Sloan-Kettering Institute, Memorial Sloan-Kettering Cancer Center, Cell Biology and Genetics Program, 1275 York Ave, New York, NY 10065, USA.
Expert Opin Investig Drugs. 2010 Sep;19(9):1049-66. doi: 10.1517/13543784.2010.510514.
Histone deacetylase (HDAC) inhibitors are being developed as a new, targeted class of anticancer drugs.
This review focuses on the mechanisms of action of the HDAC inhibitors, which selectively induce cancer cell death.
There are 11 zinc-dependent HDACs in humans and the biological roles of these lysine deacetylases are not completely understood. It is clear that these different HDACs are not redundant in their activity. This review focuses on the mechanisms by which HDAC inhibitors can induce transformed cell growth arrest and cell death, inhibit cell mobility and have antiangiogenesis activity. There are more than a dozen HDAC inhibitors, including hydroxamates, cyclic peptides, benzamides and fatty acids, in various stages of clinical trials and many more compounds in preclinical development. The chemically different HDAC inhibitors may target different HDACs.

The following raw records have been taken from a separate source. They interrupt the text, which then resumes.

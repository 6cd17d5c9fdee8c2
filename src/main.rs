mod channels;
mod composer;
mod config;
mod db;
mod error;
mod geocode;
mod http;
mod models;
mod otp;
mod processor;

use channels::sms::{Fast2SmsChannel, Fast2SmsConfig};
use channels::voice::{TwilioConfig, TwilioVoiceChannel};
use config::AppConfig;
use db::{PgContactStore, PgEventStore};
use geocode::GoogleGeocoder;
use otp::OtpCache;
use processor::dispatcher::Dispatcher;
use std::sync::Arc;
use std::time::Duration;
use tracing::{info, warn};

const OTP_SWEEP_INTERVAL: Duration = Duration::from_secs(60);

#[tokio::main]
async fn main() -> anyhow::Result<()> {
    // Load config
    let config = AppConfig::load()?;

    // Init logging
    tracing_subscriber::fmt()
        .with_env_filter(&config.log_level)
        .init();

    info!("Starting RakshaNet SOS dispatch service...");

    // Init DB
    let pool = db::init_pool(&config.database_url, config.db_max_connections).await?;
    info!("Connected to database");

    if config.fast2sms_api_key.is_empty() {
        warn!("FAST2SMS_API_KEY is not set; SMS alerts will be rejected by the provider");
    }
    if config.twilio_account_sid.is_empty() {
        warn!("TWILIO_ACCOUNT_SID is not set; voice alerts will be rejected by the provider");
    }

    let contacts = Arc::new(PgContactStore::new(pool.clone()));
    let events = Arc::new(PgEventStore::new(pool));
    let geocoder = Arc::new(GoogleGeocoder::new(
        &config.google_geocode_url,
        &config.google_maps_api_key,
        config.geocode_timeout(),
    )?);
    let sms = Arc::new(Fast2SmsChannel::new(Fast2SmsConfig {
        api_url: config.fast2sms_api_url.clone(),
        api_key: config.fast2sms_api_key.clone(),
        sender_id: config.fast2sms_sender_id.clone(),
        route: config.fast2sms_route.clone(),
        timeout: config.provider_timeout(),
    })?);
    let voice = Arc::new(TwilioVoiceChannel::new(TwilioConfig {
        api_url: config.twilio_api_url.clone(),
        account_sid: config.twilio_account_sid.clone(),
        auth_token: config.twilio_auth_token.clone(),
        from_number: config.twilio_phone_number.clone(),
        timeout: config.provider_timeout(),
    })?);

    let dispatcher = Arc::new(Dispatcher::new(
        contacts.clone(),
        geocoder,
        sms.clone(),
        voice,
        events.clone(),
    ));

    let otp = Arc::new(OtpCache::new(config.otp_ttl()));
    otp.clone().spawn_sweeper(OTP_SWEEP_INTERVAL);

    let state = http::AppState {
        dispatcher,
        contacts,
        events,
        sms,
        otp,
        jwt_secret: config.jwt_secret.clone(),
        admin_api_key: config.admin_api_key.clone(),
    };

    let listener = tokio::net::TcpListener::bind(&config.http_bind_addr).await?;
    info!("Listening on {}", config.http_bind_addr);

    axum::serve(listener, http::router(state))
        .with_graceful_shutdown(shutdown_signal())
        .await?;

    info!("Shut down cleanly");
    Ok(())
}

async fn shutdown_signal() {
    if let Err(e) = tokio::signal::ctrl_c().await {
        warn!("Failed to listen for shutdown signal: {}", e);
        std::future::pending::<()>().await;
    }
}
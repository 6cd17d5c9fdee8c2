//! Outbound delivery channels.

pub mod sms;
pub mod voice;

use async_trait::async_trait;
use futures::future::join_all;
use std::time::Duration;
use thiserror::Error;
use tracing::{debug, warn};

use crate::models::contact::{is_valid_phone, mask_phone};
use crate::models::dispatch::{Channel, DeliveryOutcome, FailureKind};

/// A classified provider error for a single recipient.
#[derive(Debug, Clone, Error)]
#[error("{}: {}", .kind.as_str(), .detail)]
pub struct DeliveryError {
    pub kind: FailureKind,
    pub detail: String,
}

impl DeliveryError {
    pub fn new(kind: FailureKind, detail: impl Into<String>) -> Self {
        Self {
            kind,
            detail: detail.into(),
        }
    }

    pub fn from_transport(err: &reqwest::Error) -> Self {
        let kind = if err.is_timeout() || err.is_connect() {
            FailureKind::ProviderUnavailable
        } else {
            FailureKind::Unknown
        };
        Self::new(kind, err.to_string())
    }

    /// Classification shared by every provider for statuses that carry no
    /// recipient-specific meaning. `None` means the adapter must decide.
    pub fn from_status(status: reqwest::StatusCode) -> Option<FailureKind> {
        match status.as_u16() {
            401 | 402 | 403 | 429 => Some(FailureKind::ProviderRejected),
            408 | 500..=599 => Some(FailureKind::ProviderUnavailable),
            _ => None,
        }
    }
}

#[async_trait]
pub trait DeliveryChannel: Send + Sync {
    fn channel(&self) -> Channel;

    /// Upper bound on recipients per alert. Recipients past it are skipped.
    fn recipient_limit(&self) -> Option<usize> {
        None
    }

    /// Bound on a single provider call.
    fn timeout(&self) -> Duration;

    /// Sends to one recipient, returning the provider's request identifier.
    async fn send(&self, recipient: &str, message: &str) -> Result<String, DeliveryError>;

    /// Sends to every recipient concurrently and joins on all outcomes.
    ///
    /// The returned vector is index-aligned with `recipients`.
    async fn deliver(&self, recipients: &[String], message: &str) -> Vec<DeliveryOutcome> {
        let limit = self.recipient_limit().unwrap_or(recipients.len());
        let timeout = self.timeout();

        let sends = recipients.iter().enumerate().map(|(i, phone)| async move {
            if i >= limit {
                return DeliveryOutcome::Skipped;
            }
            if !is_valid_phone(phone) {
                warn!(
                    "Skipping provider call for malformed number {:?}",
                    mask_phone(phone)
                );
                debug!("Malformed number was {:?}", phone);
                return DeliveryOutcome::Failed {
                    kind: FailureKind::InvalidRecipient,
                    detail: "malformed phone number".to_string(),
                };
            }

            match tokio::time::timeout(timeout, self.send(phone, message)).await {
                Ok(Ok(provider_id)) => {
                    debug!("{:?} delivered to {} ({})", self.channel(), phone, provider_id);
                    DeliveryOutcome::Delivered { provider_id }
                }
                Ok(Err(e)) => {
                    // Provider messages tend to echo the number back.
                    let detail = e.detail.replace(phone.as_str(), &mask_phone(phone));
                    warn!(
                        "{:?} delivery failed: {}: {}",
                        self.channel(),
                        e.kind.as_str(),
                        detail
                    );
                    DeliveryOutcome::Failed {
                        kind: e.kind,
                        detail,
                    }
                }
                Err(_) => {
                    warn!("{:?} delivery timed out after {:?}", self.channel(), timeout);
                    DeliveryOutcome::Failed {
                        kind: FailureKind::ProviderUnavailable,
                        detail: format!("timed out after {}ms", timeout.as_millis()),
                    }
                }
            }
        });

        join_all(sends).await
    }
}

There are extensive preclinical studies with transformed cells in culture and tumor-bearing animal models, as well as limited clinical studies reported to date, which indicate that HDAC inhibitors will be most useful when used in combination with cytotoxic or other targeted anticancer agents.
组蛋白去乙酰化酶(HDAC)抑制剂正在被开发为一种新的、靶向的抗癌药物。
这篇综述集中于 HDAC 抑制剂的作用机制,它选择性地诱导癌细胞死亡。
人类中有 11 种锌依赖性 HDAC,这些赖氨酸去乙酰化酶的生物学作用尚不完全清楚。很明显,这些不同的 HDAC 在其活性中并不是多余的。这篇综述集中于 HDAC 抑制剂如何诱导转化细胞生长停滞和细胞死亡、抑制细胞迁移以及具有抗血管生成活性的机制。目前有十几种 HDAC 抑制剂,包括羟肟酸、环肽、苯甲酰胺和脂肪酸,处于不同的临床试验阶段,还有更多的化合物处于临床前开发阶段。化学结构不同的 HDAC 抑制剂可能针对不同的 HDAC。
目前已有大量关于转化细胞培养和荷瘤动物模型的临床前研究,以及有限的临床研究报告,这些研究表明,HDAC 抑制剂在与细胞毒性或其他靶向抗癌药物联合使用时将最有用。